If a line in the entries below includes "const", show that line.

(Stored items)
=== Section Start ===

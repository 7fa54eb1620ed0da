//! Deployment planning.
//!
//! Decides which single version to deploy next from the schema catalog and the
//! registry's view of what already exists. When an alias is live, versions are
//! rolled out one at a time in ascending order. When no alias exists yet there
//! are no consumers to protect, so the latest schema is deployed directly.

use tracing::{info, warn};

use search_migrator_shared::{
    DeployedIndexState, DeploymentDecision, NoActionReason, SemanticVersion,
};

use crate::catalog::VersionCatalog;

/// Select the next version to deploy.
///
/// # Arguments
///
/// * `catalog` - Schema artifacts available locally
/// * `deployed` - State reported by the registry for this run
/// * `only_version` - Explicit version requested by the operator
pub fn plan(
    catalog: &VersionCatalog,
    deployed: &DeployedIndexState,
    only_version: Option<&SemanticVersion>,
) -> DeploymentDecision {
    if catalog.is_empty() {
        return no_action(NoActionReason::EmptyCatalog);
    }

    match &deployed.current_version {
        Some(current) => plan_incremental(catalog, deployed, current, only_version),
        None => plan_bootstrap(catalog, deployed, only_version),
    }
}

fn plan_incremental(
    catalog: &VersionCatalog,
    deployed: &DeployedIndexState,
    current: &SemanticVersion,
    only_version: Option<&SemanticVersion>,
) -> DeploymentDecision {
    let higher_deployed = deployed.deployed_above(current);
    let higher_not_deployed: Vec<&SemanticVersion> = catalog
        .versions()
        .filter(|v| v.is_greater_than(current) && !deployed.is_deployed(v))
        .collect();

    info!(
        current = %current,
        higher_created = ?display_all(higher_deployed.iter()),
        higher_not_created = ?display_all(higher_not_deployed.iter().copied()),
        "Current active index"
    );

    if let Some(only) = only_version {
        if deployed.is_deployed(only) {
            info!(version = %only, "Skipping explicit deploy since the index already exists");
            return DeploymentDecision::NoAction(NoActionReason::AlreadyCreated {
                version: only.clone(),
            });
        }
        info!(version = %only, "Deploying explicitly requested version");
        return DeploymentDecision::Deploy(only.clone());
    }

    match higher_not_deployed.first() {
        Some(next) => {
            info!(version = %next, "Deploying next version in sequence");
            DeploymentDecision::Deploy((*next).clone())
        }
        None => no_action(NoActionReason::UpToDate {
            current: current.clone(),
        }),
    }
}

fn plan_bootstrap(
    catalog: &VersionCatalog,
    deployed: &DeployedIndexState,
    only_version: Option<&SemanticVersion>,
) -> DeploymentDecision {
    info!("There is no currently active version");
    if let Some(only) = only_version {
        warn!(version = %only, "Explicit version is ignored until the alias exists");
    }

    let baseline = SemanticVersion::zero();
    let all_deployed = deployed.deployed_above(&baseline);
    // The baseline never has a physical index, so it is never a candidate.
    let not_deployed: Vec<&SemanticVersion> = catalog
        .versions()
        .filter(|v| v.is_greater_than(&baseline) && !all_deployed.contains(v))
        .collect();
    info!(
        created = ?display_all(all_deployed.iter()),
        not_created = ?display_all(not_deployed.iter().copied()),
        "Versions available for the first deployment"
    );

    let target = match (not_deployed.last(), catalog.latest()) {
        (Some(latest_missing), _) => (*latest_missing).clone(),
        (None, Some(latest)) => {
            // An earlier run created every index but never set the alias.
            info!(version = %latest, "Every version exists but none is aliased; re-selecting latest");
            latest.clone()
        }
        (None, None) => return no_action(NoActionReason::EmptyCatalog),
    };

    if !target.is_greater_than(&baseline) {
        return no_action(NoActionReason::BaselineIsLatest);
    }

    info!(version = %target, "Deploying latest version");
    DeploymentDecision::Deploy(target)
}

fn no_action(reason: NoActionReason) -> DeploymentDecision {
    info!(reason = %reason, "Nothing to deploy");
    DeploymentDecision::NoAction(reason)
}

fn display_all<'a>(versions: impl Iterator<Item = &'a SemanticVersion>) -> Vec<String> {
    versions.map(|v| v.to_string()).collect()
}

=== Section End ===
=== Section Start ===

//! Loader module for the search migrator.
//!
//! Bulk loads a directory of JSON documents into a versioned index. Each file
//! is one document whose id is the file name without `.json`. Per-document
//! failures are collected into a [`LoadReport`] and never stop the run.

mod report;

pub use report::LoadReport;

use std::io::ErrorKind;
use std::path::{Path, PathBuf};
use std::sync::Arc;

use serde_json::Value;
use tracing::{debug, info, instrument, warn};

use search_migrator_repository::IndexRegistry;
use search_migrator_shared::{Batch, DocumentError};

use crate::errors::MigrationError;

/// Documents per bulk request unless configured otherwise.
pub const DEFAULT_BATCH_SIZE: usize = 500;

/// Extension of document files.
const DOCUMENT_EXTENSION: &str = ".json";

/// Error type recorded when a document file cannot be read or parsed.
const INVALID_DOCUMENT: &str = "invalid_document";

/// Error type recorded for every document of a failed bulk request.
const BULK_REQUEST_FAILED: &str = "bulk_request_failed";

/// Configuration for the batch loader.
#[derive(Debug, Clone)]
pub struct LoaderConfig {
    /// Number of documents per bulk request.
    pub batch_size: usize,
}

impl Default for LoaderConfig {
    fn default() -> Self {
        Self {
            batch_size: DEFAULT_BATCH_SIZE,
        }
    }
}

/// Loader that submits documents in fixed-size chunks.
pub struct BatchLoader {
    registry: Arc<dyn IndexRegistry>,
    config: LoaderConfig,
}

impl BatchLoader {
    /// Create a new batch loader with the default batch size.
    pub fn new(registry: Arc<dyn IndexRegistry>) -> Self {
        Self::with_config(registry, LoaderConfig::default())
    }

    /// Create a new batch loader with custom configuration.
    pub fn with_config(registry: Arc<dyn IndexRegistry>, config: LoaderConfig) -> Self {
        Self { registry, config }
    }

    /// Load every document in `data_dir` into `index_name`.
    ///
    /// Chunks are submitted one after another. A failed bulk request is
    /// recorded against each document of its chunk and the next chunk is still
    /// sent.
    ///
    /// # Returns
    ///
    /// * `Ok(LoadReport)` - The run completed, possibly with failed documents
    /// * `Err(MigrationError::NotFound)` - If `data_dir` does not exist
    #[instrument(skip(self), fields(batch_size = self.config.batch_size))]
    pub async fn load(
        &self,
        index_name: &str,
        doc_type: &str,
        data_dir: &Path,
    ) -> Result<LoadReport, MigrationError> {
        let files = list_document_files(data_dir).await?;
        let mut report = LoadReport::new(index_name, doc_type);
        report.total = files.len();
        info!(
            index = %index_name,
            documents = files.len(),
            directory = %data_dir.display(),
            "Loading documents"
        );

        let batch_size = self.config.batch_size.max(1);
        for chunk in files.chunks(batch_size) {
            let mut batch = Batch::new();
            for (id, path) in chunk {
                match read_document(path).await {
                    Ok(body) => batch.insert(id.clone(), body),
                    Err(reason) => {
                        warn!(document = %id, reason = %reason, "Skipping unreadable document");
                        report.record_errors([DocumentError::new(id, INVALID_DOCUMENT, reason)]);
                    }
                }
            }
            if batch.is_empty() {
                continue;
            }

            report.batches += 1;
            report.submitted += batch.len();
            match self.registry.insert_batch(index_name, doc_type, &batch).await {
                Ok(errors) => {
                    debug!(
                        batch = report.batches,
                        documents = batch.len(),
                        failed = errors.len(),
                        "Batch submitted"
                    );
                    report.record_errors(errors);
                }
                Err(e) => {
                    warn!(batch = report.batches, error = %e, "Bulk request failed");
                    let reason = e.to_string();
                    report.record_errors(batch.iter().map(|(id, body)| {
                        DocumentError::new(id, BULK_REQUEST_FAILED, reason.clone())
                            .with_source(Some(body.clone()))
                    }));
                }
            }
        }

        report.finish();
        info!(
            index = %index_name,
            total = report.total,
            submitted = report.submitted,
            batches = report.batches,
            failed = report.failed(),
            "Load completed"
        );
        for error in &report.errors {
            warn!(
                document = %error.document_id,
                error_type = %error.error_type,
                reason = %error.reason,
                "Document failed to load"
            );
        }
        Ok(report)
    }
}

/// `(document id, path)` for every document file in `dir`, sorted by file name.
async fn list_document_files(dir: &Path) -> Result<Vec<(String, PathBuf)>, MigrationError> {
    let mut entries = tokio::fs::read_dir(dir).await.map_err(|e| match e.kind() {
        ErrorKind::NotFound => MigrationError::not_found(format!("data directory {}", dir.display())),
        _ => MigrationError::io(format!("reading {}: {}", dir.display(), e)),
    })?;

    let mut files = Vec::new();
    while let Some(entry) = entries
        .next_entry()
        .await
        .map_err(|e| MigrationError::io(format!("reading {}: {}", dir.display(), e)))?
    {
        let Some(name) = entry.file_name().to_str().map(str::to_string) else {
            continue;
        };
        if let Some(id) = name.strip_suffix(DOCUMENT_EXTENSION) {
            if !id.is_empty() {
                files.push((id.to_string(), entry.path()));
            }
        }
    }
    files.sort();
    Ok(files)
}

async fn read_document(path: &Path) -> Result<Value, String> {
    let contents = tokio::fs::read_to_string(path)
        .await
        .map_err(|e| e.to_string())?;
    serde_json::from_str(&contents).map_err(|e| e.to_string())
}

=== Section End ===
=== Section Start ===

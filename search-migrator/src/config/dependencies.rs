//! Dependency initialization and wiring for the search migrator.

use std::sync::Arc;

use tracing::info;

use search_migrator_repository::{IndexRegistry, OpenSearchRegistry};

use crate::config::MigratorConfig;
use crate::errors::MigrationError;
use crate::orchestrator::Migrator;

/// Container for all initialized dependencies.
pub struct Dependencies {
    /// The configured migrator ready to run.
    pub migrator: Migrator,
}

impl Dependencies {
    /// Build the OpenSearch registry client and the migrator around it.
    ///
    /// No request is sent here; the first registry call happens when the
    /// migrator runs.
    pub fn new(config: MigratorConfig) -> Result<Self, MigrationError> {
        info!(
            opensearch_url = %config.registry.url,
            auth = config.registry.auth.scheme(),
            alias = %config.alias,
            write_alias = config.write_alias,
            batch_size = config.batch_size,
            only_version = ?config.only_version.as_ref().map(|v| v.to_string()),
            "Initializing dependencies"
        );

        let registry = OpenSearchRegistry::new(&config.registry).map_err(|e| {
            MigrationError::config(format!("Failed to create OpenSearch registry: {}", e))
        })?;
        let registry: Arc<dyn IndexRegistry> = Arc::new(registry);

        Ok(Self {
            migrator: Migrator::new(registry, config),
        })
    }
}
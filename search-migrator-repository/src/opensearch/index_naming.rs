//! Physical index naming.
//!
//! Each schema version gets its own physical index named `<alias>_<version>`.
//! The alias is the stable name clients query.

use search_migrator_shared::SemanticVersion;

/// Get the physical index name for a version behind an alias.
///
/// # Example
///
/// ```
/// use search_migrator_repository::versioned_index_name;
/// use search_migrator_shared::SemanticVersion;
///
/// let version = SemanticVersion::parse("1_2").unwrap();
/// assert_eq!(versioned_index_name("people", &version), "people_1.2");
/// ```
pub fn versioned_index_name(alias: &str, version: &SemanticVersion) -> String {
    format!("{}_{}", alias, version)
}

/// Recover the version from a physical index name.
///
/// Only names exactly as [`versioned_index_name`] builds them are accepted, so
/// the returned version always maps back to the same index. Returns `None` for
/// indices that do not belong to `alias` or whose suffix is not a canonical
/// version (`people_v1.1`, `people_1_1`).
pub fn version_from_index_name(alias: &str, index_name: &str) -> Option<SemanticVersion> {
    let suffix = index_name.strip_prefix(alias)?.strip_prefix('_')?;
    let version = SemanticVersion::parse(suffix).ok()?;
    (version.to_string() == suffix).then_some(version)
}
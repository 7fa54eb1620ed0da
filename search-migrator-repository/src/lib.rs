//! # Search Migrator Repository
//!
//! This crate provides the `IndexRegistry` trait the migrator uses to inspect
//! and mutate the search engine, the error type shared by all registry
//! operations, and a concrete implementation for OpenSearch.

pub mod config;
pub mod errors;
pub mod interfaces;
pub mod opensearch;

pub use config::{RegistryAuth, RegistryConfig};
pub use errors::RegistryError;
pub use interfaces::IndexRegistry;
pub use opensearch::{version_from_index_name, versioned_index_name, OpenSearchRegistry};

=== Section End ===

» **Your solution**
pub const DEFAULT_BATCH_SIZE: usize = 500;
const DOCUMENT_EXTENSION: &str = ".json";
const INVALID_DOCUMENT: &str = "invalid_document";
const BULK_REQUEST_FAILED: &str = "bulk_request_failed";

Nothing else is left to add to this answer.